→ What the task requires
Return every line from the records below in which the word "calendar" is found.

[Dataset entries]
_____
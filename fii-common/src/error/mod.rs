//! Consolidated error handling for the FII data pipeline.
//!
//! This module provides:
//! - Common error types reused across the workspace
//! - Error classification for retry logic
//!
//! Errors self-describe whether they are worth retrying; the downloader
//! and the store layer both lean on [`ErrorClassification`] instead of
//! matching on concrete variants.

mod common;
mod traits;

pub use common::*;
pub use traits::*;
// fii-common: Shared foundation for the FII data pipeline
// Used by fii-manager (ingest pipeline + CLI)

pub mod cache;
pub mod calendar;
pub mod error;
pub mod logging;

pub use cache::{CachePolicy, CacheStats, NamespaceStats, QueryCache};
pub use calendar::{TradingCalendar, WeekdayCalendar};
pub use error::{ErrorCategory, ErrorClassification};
_____
→ Exercise result
pub mod calendar;
pub use calendar::{TradingCalendar, WeekdayCalendar};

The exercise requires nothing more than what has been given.